The antique statue’s eyes appear to be closed in several images and videos that are featured in the original post, which has been shared more than 6,000 times on Facebook.
According to Ali Abu Dish, an Egyptian antiquities specialist and member of the Federation of Archaeologists, the “sleeping” images of the Sphinx have been rejected as fake and irrational.
However, Abu Dish said that the story offered a chance for internal tourism, with the possibility for travelers to really view the monument.
As the picture was taken at an angle opposing the sun, a source at the Ministry of Antiquities confirmed that it was a fake of the Sphinx.
His features weren’t visible due to a poor camera, which is how the image ended up looking like this, according to a post on Facebook by Tourism Egypt, an Egyptian account devoted to tourism.

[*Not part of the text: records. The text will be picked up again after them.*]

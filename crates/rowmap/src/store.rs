//! Traits implemented by a concrete store, and the plain types that cross
//! the boundary.

use std::collections::HashMap;
use std::fmt::Debug;

use rowmap_error::{Result, StoreError, validation};

use crate::value::Value;

/// Outcome of a non-query statement.
#[derive(Debug, Clone, Copy, PartialEq, Eq, Default)]
pub struct ExecResult {
    pub last_insert_id: i64,
    pub rows_affected: u64,
}

/// Column names plus rows of untyped values.
#[derive(Debug, Clone, PartialEq, Default)]
pub struct ResultSet {
    pub columns: Vec<String>,
    pub rows: Vec<Vec<Value>>,
}

impl ResultSet {
    pub fn is_empty(&self) -> bool {
        self.rows.is_empty()
    }

    pub fn num_rows(&self) -> usize {
        self.rows.len()
    }

    /// First column of the first row, `None` if there are no rows.
    pub fn scalar(&self) -> Option<&Value> {
        self.rows.first().and_then(|row| row.first())
    }
}

/// Executes parametrized statements.
///
/// Implementations prepare a statement per call, bind `args` positionally
/// and release the statement before returning. Calls may come from many
/// threads at once.
pub trait Store: Debug + Send + Sync {
    fn execute(&self, sql: &str, args: &[Value]) -> Result<ExecResult, StoreError>;

    fn query(&self, sql: &str, args: &[Value]) -> Result<ResultSet, StoreError>;
}

/// Key layout of a table as reported by the store.
#[derive(Debug, Clone, PartialEq, Eq, Default)]
pub struct TableDescription {
    /// Primary key columns, in key order.
    pub primary_key: Vec<String>,
    pub auto_increment: Option<String>,
}

impl TableDescription {
    pub fn new<I, S>(primary_key: I) -> Self
    where
        I: IntoIterator<Item = S>,
        S: Into<String>,
    {
        TableDescription {
            primary_key: primary_key.into_iter().map(Into::into).collect(),
            auto_increment: None,
        }
    }

    pub fn with_auto_increment(mut self, column: impl Into<String>) -> Self {
        self.auto_increment = Some(column.into());
        self
    }
}

pub trait TableMetadata: Debug + Send + Sync {
    fn describe_table(&self, table: &str) -> Result<TableDescription>;
}

/// Fixed table descriptions, for stores without usable introspection.
#[derive(Debug, Clone, Default)]
pub struct StaticMetadata {
    tables: HashMap<String, TableDescription>,
}

impl StaticMetadata {
    pub fn new() -> Self {
        Self::default()
    }

    pub fn with_table(mut self, table: impl Into<String>, description: TableDescription) -> Self {
        self.tables.insert(table.into(), description);
        self
    }
}

impl TableMetadata for StaticMetadata {
    fn describe_table(&self, table: &str) -> Result<TableDescription> {
        self.tables
            .get(table)
            .cloned()
            .ok_or_else(|| validation!("no description for table '{table}'"))
    }
}

/// Which number a raw statement reports back to the caller.
#[derive(Debug, Clone, Copy, PartialEq, Eq)]
pub enum StatementVerb {
    /// INSERT and REPLACE report the last inserted id.
    Insert,
    /// UPDATE and DELETE report affected rows.
    Modify,
    Other,
}

impl StatementVerb {
    pub fn of(sql: &str) -> Self {
        let verb = sql
            .trim_start()
            .split(|c: char| c.is_whitespace())
            .next()
            .unwrap_or_default()
            .to_ascii_uppercase();
        match verb.as_str() {
            "INSERT" | "REPLACE" => Self::Insert,
            "UPDATE" | "DELETE" => Self::Modify,
            _ => Self::Other,
        }
    }

    pub fn pick(&self, result: ExecResult) -> i64 {
        match self {
            Self::Insert => result.last_insert_id,
            Self::Modify => i64::try_from(result.rows_affected).unwrap_or(i64::MAX),
            Self::Other => 0,
        }
    }
}

#[cfg(test)]
mod tests {
    use super::*;

    #[test]
    fn verbs() {
        let res = ExecResult {
            last_insert_id: 9,
            rows_affected: 2,
        };
        assert_eq!(9, StatementVerb::of("insert into t values (1)").pick(res));
        assert_eq!(9, StatementVerb::of("  REPLACE INTO t values (1)").pick(res));
        assert_eq!(2, StatementVerb::of("UPDATE t SET a=1").pick(res));
        assert_eq!(2, StatementVerb::of("delete from t").pick(res));
        assert_eq!(0, StatementVerb::of("CREATE TABLE t (a INT)").pick(res));
        assert_eq!(0, StatementVerb::of("").pick(res));
    }

    #[test]
    fn static_metadata() {
        let metadata = StaticMetadata::new().with_table(
            "users",
            TableDescription::new(["id"]).with_auto_increment("id"),
        );
        let desc = metadata.describe_table("users").unwrap();
        assert_eq!(vec!["id".to_string()], desc.primary_key);
        assert_eq!(Some("id".to_string()), desc.auto_increment);
        assert!(metadata.describe_table("missing").is_err());
    }
}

In a related post, it was claimed that many factors, including a change in perspective, lighting, and editing, can be responsible for Sphinx’s fictitious image of “sleep” and “closed” eyes.
The Great Sphinx
One of Egypt’s most famous and often visited landmarks is the Sphinx. The enormous limestone figure, which resembles the face of king Khafre, whose family owns one of the Great Pyramids of Giza, is said to have been built during the Old Kingdom.
Ancient Egypt has often been the subject of mystical and magical musings that promote improbable notions.
To learn more about the culture that has drawn millions of visitors to its monuments, many ancient Egypt aficionados turn to shady websites, amateur videos, and unreliable sources.
Egyptology, the study of ancient Egypt, is still primarily a branch of an academic study sponsored by university professors, scholars, and excavators who base their beliefs on years of effort and investigation.